(Dataset entries)
»»

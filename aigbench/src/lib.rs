#![warn(missing_docs)]
//! # AIGBench
//!
//! Benchmark harness for hardware model checkers working on AIG circuits.
//!
//! AIGBench drives an external verification tool once per benchmark case:
//! - **Bounded runs**: every case gets a generated command script on stdin, a
//!   wall-clock limit and its own process group, killed as a whole on timeout
//! - **Strict extraction**: per-tool parsers turn free-form logs into fixed-width
//!   rows and reject duplicated, missing or contradictory fields with a
//!   diagnostic code instead of guessing
//! - **Parallel and deterministic**: a bounded worker pool, results sorted by
//!   case id regardless of completion order
//! - **Layered configuration**: CLI flags over `aigbench.toml` over defaults
//!
//! ## Quick Start
//!
//! ```text
//! aigbench AbcPdr --id tests/hwmcc/ --od tests/log/ -t 900 -p 4 -r pdr.csv
//! ```
//!
//! ## Parsing a log directly
//!
//! ```
//! use aigbench::ParserKind;
//!
//! let cells = ParserKind::V3Check
//!     .parse("Inductive Invariant found\nTotal time used  : 3.46 seconds\n")
//!     .unwrap();
//! assert_eq!(cells[0].to_string(), "UNSAT");
//! assert_eq!(cells[1].to_string(), "3.46");
//! ```

// Re-export parser types
pub use aigbench_logs::{Cell, Field, Gate, ParseFailure, ParserKind, Verdict, Violation};

// Re-export report types
pub use aigbench_report::{
    OutputFormat, Report, ReportConfig, ReportMeta, Row, SystemInfo, generate_csv_report,
    generate_json_report,
};

// Re-export harness types
pub use aigbench_cli::{
    BenchConfig, CaseReport, CaseRunner, Cli, ConfigError, Invocation, MethodDef, Registry,
    RunCase, RunOutcome, RunSettings, RunnerError, Scheduler, SchedulerError, ScriptTemplate,
    TemplateError, run_with_cli,
};

/// Run the AIGBench CLI harness.
///
/// Call this from a binary's `main()`:
/// ```ignore
/// fn main() -> anyhow::Result<()> {
///     aigbench::run()
/// }
/// ```
pub use aigbench_cli::run;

««

Please write out, exactly as they appear above, only the lines in the stretch from the line with "on stdin, a" through the line with "fields with a".

Completed task -
//! - **Bounded runs**: every case gets a generated command script on stdin, a
//!   wall-clock limit and its own process group, killed as a whole on timeout
//! - **Strict extraction**: per-tool parsers turn free-form logs into fixed-width
//!   rows and reject duplicated, missing or contradictory fields with a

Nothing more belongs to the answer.